=== ACTION ITEM ===
The answer should be each line from the entries below that has the word "reason" in it.

=== RECORDS FOR THIS EXERCISE ===
>>>
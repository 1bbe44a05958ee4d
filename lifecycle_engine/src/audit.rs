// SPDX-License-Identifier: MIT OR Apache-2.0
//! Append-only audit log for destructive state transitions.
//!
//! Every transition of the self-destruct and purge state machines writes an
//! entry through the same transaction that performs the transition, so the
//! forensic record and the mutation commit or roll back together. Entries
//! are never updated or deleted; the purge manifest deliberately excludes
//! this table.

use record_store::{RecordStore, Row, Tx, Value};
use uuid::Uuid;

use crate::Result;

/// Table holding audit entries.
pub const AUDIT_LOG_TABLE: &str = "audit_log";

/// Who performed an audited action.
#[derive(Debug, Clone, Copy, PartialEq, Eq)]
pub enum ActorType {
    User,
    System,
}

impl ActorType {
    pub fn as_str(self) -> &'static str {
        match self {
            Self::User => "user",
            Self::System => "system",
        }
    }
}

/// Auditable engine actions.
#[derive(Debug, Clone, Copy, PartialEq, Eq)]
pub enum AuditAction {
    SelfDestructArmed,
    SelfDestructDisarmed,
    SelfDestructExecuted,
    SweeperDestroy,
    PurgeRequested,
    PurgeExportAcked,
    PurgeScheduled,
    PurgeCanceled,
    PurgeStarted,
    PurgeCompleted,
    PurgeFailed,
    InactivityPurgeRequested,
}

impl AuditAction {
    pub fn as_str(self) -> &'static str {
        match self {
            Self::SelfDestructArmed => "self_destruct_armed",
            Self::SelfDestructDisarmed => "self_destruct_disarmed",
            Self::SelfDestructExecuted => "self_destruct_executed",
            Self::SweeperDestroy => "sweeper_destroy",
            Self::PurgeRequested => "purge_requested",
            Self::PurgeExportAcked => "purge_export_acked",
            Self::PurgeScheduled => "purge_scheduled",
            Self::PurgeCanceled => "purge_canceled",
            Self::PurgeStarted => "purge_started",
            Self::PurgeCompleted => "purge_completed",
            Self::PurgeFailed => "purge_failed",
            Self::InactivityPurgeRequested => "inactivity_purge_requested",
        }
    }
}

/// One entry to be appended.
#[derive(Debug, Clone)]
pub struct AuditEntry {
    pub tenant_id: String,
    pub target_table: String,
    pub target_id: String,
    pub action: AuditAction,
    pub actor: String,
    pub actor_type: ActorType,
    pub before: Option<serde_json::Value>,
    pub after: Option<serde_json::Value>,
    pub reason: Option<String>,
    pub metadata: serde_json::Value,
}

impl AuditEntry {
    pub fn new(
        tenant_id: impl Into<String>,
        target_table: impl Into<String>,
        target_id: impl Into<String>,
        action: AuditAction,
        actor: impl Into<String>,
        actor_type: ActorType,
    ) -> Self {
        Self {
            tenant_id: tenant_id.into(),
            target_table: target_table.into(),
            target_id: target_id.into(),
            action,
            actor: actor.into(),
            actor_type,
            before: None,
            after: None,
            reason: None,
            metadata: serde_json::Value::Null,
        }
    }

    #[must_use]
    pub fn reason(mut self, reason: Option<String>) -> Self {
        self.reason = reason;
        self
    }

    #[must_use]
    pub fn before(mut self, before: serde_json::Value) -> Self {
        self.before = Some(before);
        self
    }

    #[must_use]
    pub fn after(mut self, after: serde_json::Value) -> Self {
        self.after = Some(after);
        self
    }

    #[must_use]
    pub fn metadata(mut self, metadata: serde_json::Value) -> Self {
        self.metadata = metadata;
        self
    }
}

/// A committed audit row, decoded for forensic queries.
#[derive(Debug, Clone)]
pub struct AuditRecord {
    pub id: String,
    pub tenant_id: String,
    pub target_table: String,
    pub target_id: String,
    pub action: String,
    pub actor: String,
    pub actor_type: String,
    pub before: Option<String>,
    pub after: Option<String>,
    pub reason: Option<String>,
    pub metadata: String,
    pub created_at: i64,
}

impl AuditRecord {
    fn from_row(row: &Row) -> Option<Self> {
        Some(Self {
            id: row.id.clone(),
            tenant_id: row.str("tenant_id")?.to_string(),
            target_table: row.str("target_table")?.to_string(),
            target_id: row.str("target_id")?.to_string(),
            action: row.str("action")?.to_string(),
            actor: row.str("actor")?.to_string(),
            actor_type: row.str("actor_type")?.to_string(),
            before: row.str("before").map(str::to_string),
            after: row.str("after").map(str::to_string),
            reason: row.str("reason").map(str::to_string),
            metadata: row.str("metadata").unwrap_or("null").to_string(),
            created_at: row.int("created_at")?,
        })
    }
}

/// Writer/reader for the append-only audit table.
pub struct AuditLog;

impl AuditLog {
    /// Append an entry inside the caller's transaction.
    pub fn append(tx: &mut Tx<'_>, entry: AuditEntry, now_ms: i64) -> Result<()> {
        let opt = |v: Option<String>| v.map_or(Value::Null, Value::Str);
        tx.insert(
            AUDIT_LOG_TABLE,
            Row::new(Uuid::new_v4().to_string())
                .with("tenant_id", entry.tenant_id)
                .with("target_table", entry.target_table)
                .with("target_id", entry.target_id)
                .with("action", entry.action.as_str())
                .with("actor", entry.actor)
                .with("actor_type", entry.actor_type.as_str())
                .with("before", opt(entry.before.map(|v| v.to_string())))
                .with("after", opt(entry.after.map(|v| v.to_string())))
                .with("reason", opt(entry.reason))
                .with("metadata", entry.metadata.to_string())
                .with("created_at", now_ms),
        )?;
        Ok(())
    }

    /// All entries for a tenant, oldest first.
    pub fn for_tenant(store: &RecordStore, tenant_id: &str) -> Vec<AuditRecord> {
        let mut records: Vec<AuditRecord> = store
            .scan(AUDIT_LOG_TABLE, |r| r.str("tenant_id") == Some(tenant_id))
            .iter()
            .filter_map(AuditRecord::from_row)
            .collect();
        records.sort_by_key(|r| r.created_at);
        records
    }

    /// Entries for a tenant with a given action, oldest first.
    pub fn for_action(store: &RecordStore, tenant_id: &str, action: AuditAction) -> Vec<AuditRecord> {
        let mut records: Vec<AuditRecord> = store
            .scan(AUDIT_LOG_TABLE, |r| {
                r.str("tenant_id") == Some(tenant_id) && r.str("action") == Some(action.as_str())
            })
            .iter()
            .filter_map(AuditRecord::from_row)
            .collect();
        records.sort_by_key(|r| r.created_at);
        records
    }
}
<<<
=== ANSWER SPACE ===
    pub reason: Option<String>,
            reason: None,
    pub fn reason(mut self, reason: Option<String>) -> Self {
        self.reason = reason;
    pub reason: Option<String>,
            reason: row.str("reason").map(str::to_string),
                .with("reason", opt(entry.reason))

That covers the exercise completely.